Depois de um quase golpe de estado na Federação Russa, onde os tanques ferventes pararam a duzentos quilómetros da sala do presidente, seguiu-se a França, em estado de golpe, onde carros a arder pararam dentro da sala de estar de presidentes de Câmara.
Além de carros destruídos e lojas pilhadas, a turba marselhesa, motivada pelos versos iniciais do conhecido cântico com o mesmo nome, “vamos, filhos da pátria, o dia de glória chegou”, incendiou a maior biblioteca da cidade, com manuscritos medievais únicos. É com certeza uma glória inefável e indescritível, a possibilidade de fazer arder papeluchos velhos.
Sabendo que a gente nas ruas protestava contra a morte de um jovem por um polícia – que, por mero acaso, está preso e acusado de homicídio – entende-se que a melhor maneira de evitar que outros jovens conduzam ilegalmente por não terem idade e outros polícias disparem contra adolescentes é destruir todos os manuscritos de botânica e gramática dos séculos XIV e XV, não vá o Diabo tecê-las – e bem sabemos que o Diabo era bastante activo durante a Idade Média.
Entretanto, em ruas que não ardem literalmente, mas que fervilham metaforicamente, um grupo de defesa dos direitos ecológicos fez uma acção de protesto durante um desfile em defesa dos direitos LGBTIetc. Com tantos direitos a interromperem-se uns aos outros, não será muito de espantar o dia em que um qualquer badameco queira pôr tudo na ordem e o povo, cansado de espaventos, prefira ficar em casa para não apanhar doenças ou pancada.
Termino com duas notas de espanto e curiosidade.

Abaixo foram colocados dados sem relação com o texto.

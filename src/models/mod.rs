//! Data models for the mapper.
//!
//! This module contains the plain data types shared by every layer:
//! values, entity metadata, statement descriptors and rows.

pub mod entity;
pub mod statement;
pub mod value;

pub use entity::{Entity, EntityMeta, FieldDescriptor, FieldKind, ID_FIELD, metadata};
pub use statement::{Row, StatementDescriptor};
pub use value::{FieldType, Value};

Vi, numa publicação de uma rede digital de cujo nome não me quero recordar, uma pessoa vestida (despida?) apenas com roupa interior de couro, num desfile LGBTIetc, reclamando direitos iguais, protecção e reconhecimento legal para as pessoas assexuais. Primeira nota, com certeza que a melhor forma de expressar a ausência de qualquer desejo sexual é vestir-se de forma desconstrutivamente sexualizada. Segunda nota, a protecção e reconhecimento legal das pessoas sem interesse por sexo há muito que estão institucionalizados. Chama-se casamento.